Primary LanguagePython

CRISPR-detector

CRISPR-detector provides a web-hosted platform (https://db.cngb.org/crispr-detector/) and local deployable pipeline to fast and accurately identify and annotate editing-induced mutations from genome editing assays.

CRISPR-detector pipeline possesses 4 key innovations :

  1. optimized processing speed allowing for hundreds of amplicons and whole genome scanning;

  2. edited and control sample co-analysis, to remove background variants exist prior to genome editing;

  3. functional and clinical annotation of editing-induced mutations;

  4. integrated structural variation (SV) calling.

System requirements

Sentieon module

Download sentieon toolkit from https://s3.amazonaws.com/sentieon-release/software/sentieon-genomics-202010.03.tar.gz
You may request a license by sending emails to huanglei@genomics.cn

export SENTIEON_LICENSE=PATH_TO_SENTIEON/sentieon-genomics-202010.03/localhost_eval.lic
export PATH=PATH_TO_SENTIEON/sentieon-genomics-202010.03/bin:$PATH

Python packages

pip install biopython
pip install pyfaidx
pip install -U textwrap3
conda install blast
conda install samtools

ANNOVAR

Download ANNOVAR from https://www.openbioinformatics.org/annovar/annovar_download_form.php

perl annotate_variation.pl -downdb -webfrom annovar avdblist humandb/ -buildver hg38
perl annotate_variation.pl -buildver hg38 -downdb -webfrom annovar refGene humandb/
perl annotate_variation.pl -buildver hg38 -downdb -webfrom annovar clinvar_20210501 humandb/
export PATH=PATH_TO_ANNOVAR/annovar:$PATH

Organism Homo sapiens experiment type sequencing data support variant annotations from refGene & ClinVar, other species may only support refGene annotations

You may build ANNOVAR database youself for any species with coresponding genome assembly and gff3 format files

For example, to build a database for zebrafish.

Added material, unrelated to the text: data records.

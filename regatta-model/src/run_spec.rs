use std::collections::{BTreeMap, BTreeSet};
use std::time::Duration;

use chrono::{DateTime, TimeZone, Utc};
use serde::{Deserialize, Serialize};
use sha2::{Digest, Sha256};

use crate::path::PathId;

pub type Timestamp = DateTime<Utc>;

fn sha256_hex(bytes: impl AsRef<[u8]>) -> String {
    format!("{:x}", Sha256::digest(bytes.as_ref()))
}

fn hash_json<T: Serialize>(v: &T) -> String {
    let data = serde_json::to_vec(v).expect("hash_json serialization must not fail");
    sha256_hex(data)
}

/// Resource demand of a single instance (for pods: a single container).
#[derive(Debug, Clone, PartialEq, Serialize, Deserialize)]
pub struct Resources {
    pub cpus: f64,
    pub mem: f64,
    pub disk: f64,
    #[serde(default)]
    pub gpus: u32,
}

impl Default for Resources {
    fn default() -> Self {
        Resources {
            cpus: 1.0,
            mem: 128.0,
            disk: 0.0,
            gpus: 0,
        }
    }
}

/// Where a spec version came from. Scaling updates keep the config-change
/// timestamp of the previous version so restart decisions can ignore them.
#[derive(Debug, Clone, PartialEq, Eq, Serialize, Deserialize)]
#[serde(tag = "kind", rename_all = "snake_case")]
pub enum VersionInfo {
    OnlyVersion {
        version: Timestamp,
    },
    FullVersion {
        version: Timestamp,
        last_scaling_at: Timestamp,
        last_config_change_at: Timestamp,
    },
}

impl VersionInfo {
    pub fn only(version: Timestamp) -> Self {
        VersionInfo::OnlyVersion { version }
    }

    pub fn version(&self) -> Timestamp {
        match self {
            VersionInfo::OnlyVersion { version } => *version,
            VersionInfo::FullVersion { version, .. } => *version,
        }
    }

    pub fn last_config_change_at(&self) -> Timestamp {
        match self {
            VersionInfo::OnlyVersion { version } => *version,
            VersionInfo::FullVersion {
                last_config_change_at,
                ..
            } => *last_config_change_at,
        }
    }

    /// Next version after a scaling-only update.
    pub fn with_scaling(&self, now: Timestamp) -> Self {
        VersionInfo::FullVersion {
            version: now,
            last_scaling_at: now,
            last_config_change_at: self.last_config_change_at(),
        }
    }

    /// Next version after a config change.
    pub fn with_config_change(&self, now: Timestamp) -> Self {
        VersionInfo::FullVersion {
            version: now,
            last_scaling_at: now,
            last_config_change_at: now,
        }
    }
}

impl Default for VersionInfo {
    fn default() -> Self {
        VersionInfo::OnlyVersion {
            version: Utc.timestamp_opt(0, 0).unwrap(),
        }
    }
}

/// What to do with instances the offer layer reports unreachable.
#[derive(Debug, Clone, PartialEq, Eq, Serialize, Deserialize)]
#[serde(tag = "kind", rename_all = "snake_case")]
pub enum UnreachableStrategy {
    Disabled,
    Enabled {
        inactive_after: Duration,
        expunge_after: Duration,
    },
}

impl Default for UnreachableStrategy {
    fn default() -> Self {
        UnreachableStrategy::Enabled {
            inactive_after: Duration::from_secs(0),
            expunge_after: Duration::from_secs(0),
        }
    }
}

/// Capacity bounds applied while replacing instances during a restart.
#[derive(Debug, Clone, PartialEq, Serialize, Deserialize)]
pub struct UpgradeStrategy {
    /// Fraction of target instances that must stay healthy, in [0, 1].
    pub minimum_health_capacity: f64,
    /// Extra fraction of target instances allowed during replacement, in [0, 1].
    pub maximum_over_capacity: f64,
}

impl Default for UpgradeStrategy {
    fn default() -> Self {
        UpgradeStrategy {
            minimum_health_capacity: 1.0,
            maximum_over_capacity: 1.0,
        }
    }
}

impl UpgradeStrategy {
    /// Minimum number of instances (old + new) that must stay up while
    /// restarting toward `target` instances.
    pub fn health_floor(&self, target: u32) -> u32 {
        (self.minimum_health_capacity * f64::from(target)).ceil() as u32
    }

    /// Maximum number of instances (old + new) allowed while restarting
    /// toward `target` instances.
    pub fn capacity_ceiling(&self, target: u32) -> u32 {
        target + (self.maximum_over_capacity * f64::from(target)).floor() as u32
    }
}

#[derive(Debug, Clone, PartialEq, Eq, Serialize, Deserialize)]
pub struct HealthCheckSpec {
    #[serde(default)]
    pub grace_period: Duration,
    pub interval: Duration,
    #[serde(default)]
    pub max_consecutive_failures: u32,
}

#[derive(Debug, Clone, PartialEq, Eq, Serialize, Deserialize)]
pub struct ReadinessCheckSpec {
    pub name: String,
    pub interval: Duration,
    pub timeout: Duration,
}

#[derive(Debug, Clone, PartialEq, Serialize, Deserialize)]
pub struct AppDefinition {
    pub id: PathId,
    #[serde(default, skip_serializing_if = "Option::is_none")]
    pub cmd: Option<String>,
    #[serde(default, skip_serializing_if = "BTreeMap::is_empty")]
    pub env: BTreeMap<String, String>,
    pub instances: u32,
    #[serde(default)]
    pub resources: Resources,
    /// Resource-pool label. `None` inherits the enforced group role or the
    /// configured default.
    #[serde(default, skip_serializing_if = "Option::is_none")]
    pub role: Option<String>,
    #[serde(default, skip_serializing_if = "BTreeSet::is_empty")]
    pub dependencies: BTreeSet<PathId>,
    #[serde(default)]
    pub upgrade_strategy: UpgradeStrategy,
    #[serde(default)]
    pub unreachable_strategy: UnreachableStrategy,
    #[serde(default, skip_serializing_if = "Vec::is_empty")]
    pub health_checks: Vec<HealthCheckSpec>,
    #[serde(default, skip_serializing_if = "Vec::is_empty")]
    pub readiness_checks: Vec<ReadinessCheckSpec>,
    #[serde(default)]
    pub version_info: VersionInfo,
}

impl AppDefinition {
    pub fn new(id: PathId) -> Self {
        AppDefinition {
            id,
            cmd: None,
            env: BTreeMap::new(),
            instances: 1,
            resources: Resources::default(),
            role: None,
            dependencies: BTreeSet::new(),
            upgrade_strategy: UpgradeStrategy::default(),
            unreachable_strategy: UnreachableStrategy::default(),
            health_checks: Vec::new(),
            readiness_checks: Vec::new(),
            version_info: VersionInfo::default(),
        }
    }

    pub fn from_yaml(yaml: &str) -> Result<Self, serde_yaml::Error> {
        serde_yaml::from_str(yaml)
    }

    pub fn to_yaml(&self) -> Result<String, serde_yaml::Error> {
        serde_yaml::to_string(self)
    }
}

#[derive(Debug, Clone, PartialEq, Serialize, Deserialize)]
pub struct PodContainer {
    pub name: String,
    #[serde(default, skip_serializing_if = "Option::is_none")]
    pub exec: Option<String>,
    #[serde(default)]
    pub resources: Resources,
}

#[derive(Debug, Clone, PartialEq, Serialize, Deserialize)]
pub struct PodDefinition {
    pub id: PathId,
    pub containers: Vec<PodContainer>,
    pub instances: u32,
    #[serde(default, skip_serializing_if = "Option::is_none")]
    pub role: Option<String>,
    #[serde(default, skip_serializing_if = "BTreeSet::is_empty")]
    pub dependencies: BTreeSet<PathId>,
    #[serde(default)]
    pub upgrade_strategy: UpgradeStrategy,
    #[serde(default)]
    pub unreachable_strategy: UnreachableStrategy,
    #[serde(default, skip_serializing_if = "Vec::is_empty")]
    pub readiness_checks: Vec<ReadinessCheckSpec>,
    #[serde(default)]
    pub version_info: VersionInfo,
}

impl PodDefinition {
    pub fn new(id: PathId) -> Self {
        PodDefinition {
            id,
            containers: Vec::new(),
            instances: 1,
            role: None,
            dependencies: BTreeSet::new(),
            upgrade_strategy: UpgradeStrategy::default(),
            unreachable_strategy: UnreachableStrategy::default(),
            readiness_checks: Vec::new(),
            version_info: VersionInfo::default(),
        }
    }

    pub fn from_yaml(yaml: &str) -> Result<Self, serde_yaml::Error> {
        serde_yaml::from_str(yaml)
    }

    pub fn to_yaml(&self) -> Result<String, serde_yaml::Error> {
        serde_yaml::to_string(self)
    }
}

/// A deployable workload specification: a single-task app or a multi-container
/// pod. Behaviour differences stay exhaustive matches over this tag.
#[derive(Debug, Clone, PartialEq, Serialize, Deserialize)]
#[serde(tag = "kind", rename_all = "lowercase")]
pub enum RunSpec {
    App(AppDefinition),
    Pod(PodDefinition),
}

impl RunSpec {
    pub fn id(&self) -> &PathId {
        match self {
            RunSpec::App(app) => &app.id,
            RunSpec::Pod(pod) => &pod.id,
        }
    }

    pub fn instances(&self) -> u32 {
        match self {
            RunSpec::App(app) => app.instances,
            RunSpec::Pod(pod) => pod.instances,
        }
    }

    pub fn with_instances(&self, instances: u32) -> RunSpec {
        match self {
            RunSpec::App(app) => RunSpec::App(AppDefinition {
                instances,
                ..app.clone()
            }),
            RunSpec::Pod(pod) => RunSpec::Pod(PodDefinition {
                instances,
                ..pod.clone()
            }),
        }
    }

    pub fn role(&self) -> Option<&str> {
        match self {
            RunSpec::App(app) => app.role.as_deref(),
            RunSpec::Pod(pod) => pod.role.as_deref(),
        }
    }

    pub fn set_role(&mut self, role: String) {
        match self {
            RunSpec::App(app) => app.role = Some(role),
            RunSpec::Pod(pod) => pod.role = Some(role),
        }
    }

    pub fn dependencies(&self) -> &BTreeSet<PathId> {
        match self {
            RunSpec::App(app) => &app.dependencies,
            RunSpec::Pod(pod) => &pod.dependencies,
        }
    }

    pub fn upgrade_strategy(&self) -> &UpgradeStrategy {
        match self {
            RunSpec::App(app) => &app.upgrade_strategy,
            RunSpec::Pod(pod) => &pod.upgrade_strategy,
        }
    }

    pub fn unreachable_strategy(&self) -> &UnreachableStrategy {
        match self {
            RunSpec::App(app) => &app.unreachable_strategy,
            RunSpec::Pod(pod) => &pod.unreachable_strategy,
        }
    }

    pub fn has_readiness_checks(&self) -> bool {
        match self {
            RunSpec::App(app) => !app.readiness_checks.is_empty(),
            RunSpec::Pod(pod) => !pod.readiness_checks.is_empty(),
        }
    }

    pub fn has_health_checks(&self) -> bool {
        match self {
            RunSpec::App(app) => !app.health_checks.is_empty(),
            RunSpec::Pod(_) => false,
        }
    }

    pub fn version_info(&self) -> &VersionInfo {
        match self {
            RunSpec::App(app) => &app.version_info,
            RunSpec::Pod(pod) => &pod.version_info,
        }
    }

    pub fn set_version_info(&mut self, version_info: VersionInfo) {
        match self {
            RunSpec::App(app) => app.version_info = version_info,
            RunSpec::Pod(pod) => pod.version_info = version_info,
        }
    }

    pub fn version(&self) -> Timestamp {
        self.version_info().version()
    }

    /// Tasks launched per instance: one for apps, one per container for pods.
    pub fn task_count(&self) -> usize {
        match self {
            RunSpec::App(_) => 1,
            RunSpec::Pod(pod) => pod.containers.len().max(1),
        }
    }

    pub fn is_scaled_to_zero(&self) -> bool {
        self.instances() == 0
    }

    /// Hash of the spec with version info and instance count canonicalized
    /// away. Two specs with equal config hashes only ever differ by scale or
    /// by clock artifacts, neither of which warrants a restart.
    pub fn config_hash(&self) -> String {
        let mut canonical = self.with_instances(0);
        canonical.set_version_info(VersionInfo::default());
        hash_json(&canonical)
    }

    /// True if replacing `from` with `self` changes anything beyond the
    /// instance count.
    pub fn needs_restart(&self, from: &RunSpec) -> bool {
        self.config_hash() != from.config_hash()
    }

    /// True if `self` and `other` differ only in their instance counts.
    pub fn is_only_scale_change(&self, other: &RunSpec) -> bool {
        self.config_hash() == other.config_hash() && self.instances() != other.instances()
    }
}

#[cfg(test)]
mod tests {
    use super::*;

    fn app(id: &str) -> AppDefinition {
        AppDefinition::new(PathId::parse(id).unwrap())
    }

    #[test]
    fn test_scale_only_change_is_not_a_restart() {
        let a = RunSpec::App(app("/test/app"));
        let b = a.with_instances(7);
        assert!(a.is_only_scale_change(&b));
        assert!(!a.needs_restart(&b));
    }

    #[test]
    fn test_command_change_needs_restart() {
        let mut before = app("/test/app");
        before.cmd = Some("test cmd".into());
        let mut after = before.clone();
        after.cmd = Some("other cmd".into());
        let before = RunSpec::App(before);
        let after = RunSpec::App(after);
        assert!(after.needs_restart(&before));
        assert!(!after.is_only_scale_change(&before));
    }

    #[test]
    fn test_version_timestamps_do_not_force_restart() {
        // identical config stored twice with different version stamps
        let mut before = app("/svc");
        before.version_info = VersionInfo::only(Utc.with_ymd_and_hms(2024, 1, 1, 0, 0, 0).unwrap());
        let mut after = before.clone();
        after.version_info = VersionInfo::only(Utc.with_ymd_and_hms(2024, 6, 1, 0, 0, 0).unwrap());
        let before = RunSpec::App(before);
        let after = RunSpec::App(after);
        assert!(!after.needs_restart(&before));
    }

    #[test]
    fn test_upgrade_strategy_floor_and_ceiling() {
        let strategy = UpgradeStrategy {
            minimum_health_capacity: 0.5,
            maximum_over_capacity: 0.0,
        };
        assert_eq!(strategy.health_floor(4), 2);
        assert_eq!(strategy.capacity_ceiling(4), 4);

        let eager = UpgradeStrategy {
            minimum_health_capacity: 1.0,
            maximum_over_capacity: 0.3,
        };
        assert_eq!(eager.health_floor(4), 4);
        // floor(0.3 * 4) = 1 extra instance allowed
        assert_eq!(eager.capacity_ceiling(4), 5);
    }

    #[test]
    fn test_scaling_version_keeps_config_change_timestamp() {
        let t0 = Utc.with_ymd_and_hms(2024, 1, 1, 0, 0, 0).unwrap();
        let t1 = Utc.with_ymd_and_hms(2024, 1, 2, 0, 0, 0).unwrap();
        let scaled = VersionInfo::only(t0).with_scaling(t1);
        assert_eq!(scaled.version(), t1);
        assert_eq!(scaled.last_config_change_at(), t0);

        let changed = scaled.with_config_change(t1);
        assert_eq!(changed.last_config_change_at(), t1);
    }

    #[test]
    fn test_pod_task_count_tracks_containers() {
        let mut pod = PodDefinition::new(PathId::parse("/pod").unwrap());
        pod.containers = vec![
            PodContainer {
                name: "web".into(),
                exec: None,
                resources: Resources::default(),
            },
            PodContainer {
                name: "sidecar".into(),
                exec: None,
                resources: Resources::default(),
            },
        ];
        assert_eq!(RunSpec::Pod(pod).task_count(), 2);
    }

    #[test]
    fn test_yaml_round_trip() {
        let mut def = app("/test/app");
        def.cmd = Some("sleep 3600".into());
        let yaml = def.to_yaml().unwrap();
        let back = AppDefinition::from_yaml(&yaml).unwrap();
        assert_eq!(back, def);
    }
}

Download GRCz11.fa and GRCz11.gff3 from public database.
Then running commands as following:

conda install -c bioconda/label/cf201901 gffread
conda install -c bioconda/label/cf201901 ucsc-gtftogenepred
conda install -c bioconda/label/cf201901 blast

cd PATH_TO_ANNOVAR/ mkdir zebrafishdb && cd zebrafishdb
mv */GRCz11.fa zebrafishdb
mv */GRCz11.gff3 zebrafishdb

gffread GRCz11.gff3 -T -o GRCz11.gtf
gtfToGenePred -genePredExt GRCz11.gtf GRCz11_refGene.txt
retrieve_seq_from_fasta.pl --format refGene --seqfile GRCz11.fa GRCz11_refGene.txt --out GRCz11_refGeneMrna.fa
makeblastdb -in GRCz11.fa -dbtype nucl

Usage

1. Single amplicon & pooled amplicons sequencing data analysis

python CRISPRdetectorCORE.py

--sample: sample name & output dir

--e1: treatment group fq1 path, required = True

--e2: treatment group fq2 path, required = False

--c1: control group fq2 path, required = False

--c2: control group fq2 path, required = False

--sample: sample name & output dir name, required = True

--amplicons_file: a tab-delimited text amplicons description file with up to 3 columns, required=True
[AMPLICON_NAME, AMPLICON_SEQ, gRNA_SEQ_without_PAM(Optional)]

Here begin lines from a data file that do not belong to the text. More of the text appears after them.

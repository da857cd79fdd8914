use std::time::Duration;

/// Core-relevant configuration. Keep it simple: read from env with explicit
/// defaults; the outer process may layer a real config system on top.
#[derive(Debug, Clone)]
pub struct CoreConfig {
    /// Spec versions retained per run spec before GC may prune.
    pub max_versions: usize,
    /// Root group versions retained before GC may prune.
    pub max_root_versions: usize,
    /// Interval between automatic GC runs. `None` disables the timer; GC then
    /// only runs on demand.
    pub gc_scan_interval: Option<Duration>,
    /// Maximum concurrently in-flight kill requests.
    pub kill_chunk_size: usize,
    /// Re-issue a kill when a task has not turned terminal after this long.
    pub kill_retry_timeout: Duration,
    /// Role used for run specs that declare none and sit under no enforcing
    /// group.
    pub default_role: String,
    /// Name this control plane registers with at the offer layer.
    pub framework_name: String,
}

impl Default for CoreConfig {
    fn default() -> Self {
        CoreConfig {
            max_versions: 50,
            max_root_versions: 50,
            gc_scan_interval: None,
            kill_chunk_size: 5,
            kill_retry_timeout: Duration::from_secs(600),
            default_role: "*".into(),
            framework_name: "regatta".into(),
        }
    }
}

impl CoreConfig {
    pub fn from_env() -> Self {
        let defaults = CoreConfig::default();

        let max_versions = env_parse("REGATTA_MAX_VERSIONS", defaults.max_versions);
        let max_root_versions = env_parse("REGATTA_MAX_ROOT_VERSIONS", defaults.max_root_versions);
        let gc_scan_interval = match env_parse("REGATTA_GC_SCAN_INTERVAL_SECS", 0u64) {
            0 => None,
            secs => Some(Duration::from_secs(secs)),
        };
        let kill_chunk_size = env_parse("REGATTA_KILL_CHUNK_SIZE", defaults.kill_chunk_size);
        let kill_retry_timeout = Duration::from_secs(env_parse(
            "REGATTA_KILL_RETRY_TIMEOUT_SECS",
            defaults.kill_retry_timeout.as_secs(),
        ));
        let default_role =
            std::env::var("REGATTA_DEFAULT_ROLE").unwrap_or(defaults.default_role);
        let framework_name =
            std::env::var("REGATTA_FRAMEWORK_NAME").unwrap_or(defaults.framework_name);

        CoreConfig {
            max_versions,
            max_root_versions,
            gc_scan_interval,
            kill_chunk_size,
            kill_retry_timeout,
            default_role,
            framework_name,
        }
    }
}

fn env_parse<T: std::str::FromStr>(key: &str, default: T) -> T {
    std::env::var(key)
        .ok()
        .and_then(|raw| raw.parse().ok())
        .unwrap_or(default)
}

--threads: number of threads to run sentieon minimap2 & driver module, default=1

--anno: annotate variants with ANNOVAR [1] or not run ANNOVAR [2], required = False

--assembly: assembly version, hg19,hg38 ...

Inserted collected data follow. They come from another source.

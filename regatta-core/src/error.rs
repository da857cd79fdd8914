use regatta_model::group::GroupError;
use regatta_model::instance::{InstanceId, InstanceIdError};
use regatta_model::path::PathId;

/// The error taxonomy every asynchronous entry point settles with.
///
/// The kill service and the garbage collector never surface these: their
/// internal failures are logged and swallowed. The deployment executor maps
/// unknown failures to [`CoreError::DeploymentFailed`].
#[derive(Debug, thiserror::Error)]
pub enum CoreError {
    #[error("validation failed: {0}")]
    ValidationFailure(String),

    #[error("{0} conflicts with an existing id")]
    Conflict(PathId),

    #[error("run specs locked by deployment {deployment_id}: {run_spec_ids:?}")]
    AppLocked {
        deployment_id: String,
        run_spec_ids: Vec<PathId>,
    },

    #[error("deployment {0} was cancelled")]
    DeploymentCancelled(String),

    #[error("deployment {id} failed: {reason}")]
    DeploymentFailed { id: String, reason: String },

    #[error("instance {0} has no run spec anymore")]
    Orphaned(InstanceId),

    #[error(transparent)]
    MatchError(#[from] InstanceIdError),

    #[error("plugin {0} failed to initialize")]
    PluginInitializationFailure(String),

    #[error("repository scan failed: {0}")]
    ScanError(String),

    #[error("repository compaction failed: {0}")]
    CompactError(String),

    #[error("storage failure: {0}")]
    Storage(String),
}

impl From<GroupError> for CoreError {
    fn from(err: GroupError) -> Self {
        match err {
            GroupError::Conflict(id) => CoreError::Conflict(id),
            GroupError::Validation(msg) => CoreError::ValidationFailure(msg),
            GroupError::Cycle(msg) => {
                CoreError::ValidationFailure(format!("dependency cycle: {msg}"))
            }
        }
    }
}

impl CoreError {
    /// Fatal errors abort the process instead of settling a caller's future.
    pub fn is_fatal(&self) -> bool {
        matches!(self, CoreError::PluginInitializationFailure(_))
    }
}

pub type CoreResult<T> = Result<T, CoreError>;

--db: ANNOVAR database path, required = False

--ClinVar: only organism homo sapiens experiment type sequencing data support variant annotations from ClinVar[1], default = 0

--cleavage_offset: Center of quantification window to use within respect to the 3-end of the provided sgRNA sequence, default = -3

--window_size: defines the size (in bp) of the quantification window extending from the position specified by the cleavage_offset parameter in relation to the provided guide RNA sequence, 0 means whole amplicon analysis, default = 0

--o: output path, default='.', required = False

--ignore_substitutions: enable substitutions evaluation[1], default = 0

--min_tumor_allele_frac: the minimum allelic fraction in treated sample, default = 0.005

--min_num_of_reads: the minimum number of reads (per locus site) to evaluate, default = 500

--max_fisher_pv_active: the maximum pvalue of the statistical difference between treated and untreated sample, default = 0.05

2. Whole genome sequencing (WGS) data analysis

python CRISPRdetectorWGS.py

--e1: treatment group fq1 path, required = True

--e2: treatment group fq2 path, required = False

--c1: control group fq2 path, required = False

--c2: control group fq2 path, required = False

--sample: sample name & output dir

--threads: number of threads to run sentieon minimap2 & driver module, default = 1

--bed: bed format file input to call variants of interest region, required = False

--anno: annotate variants with ANNOVAR [1] or not run ANNOVAR [2], required = False

--assembly: path to assembly in fasta format : hg38.fa mm9.fa ... required = False

--species: Homo_sapiens,Mus_musculus... required=False

--db: ANNOVAR database path, required=False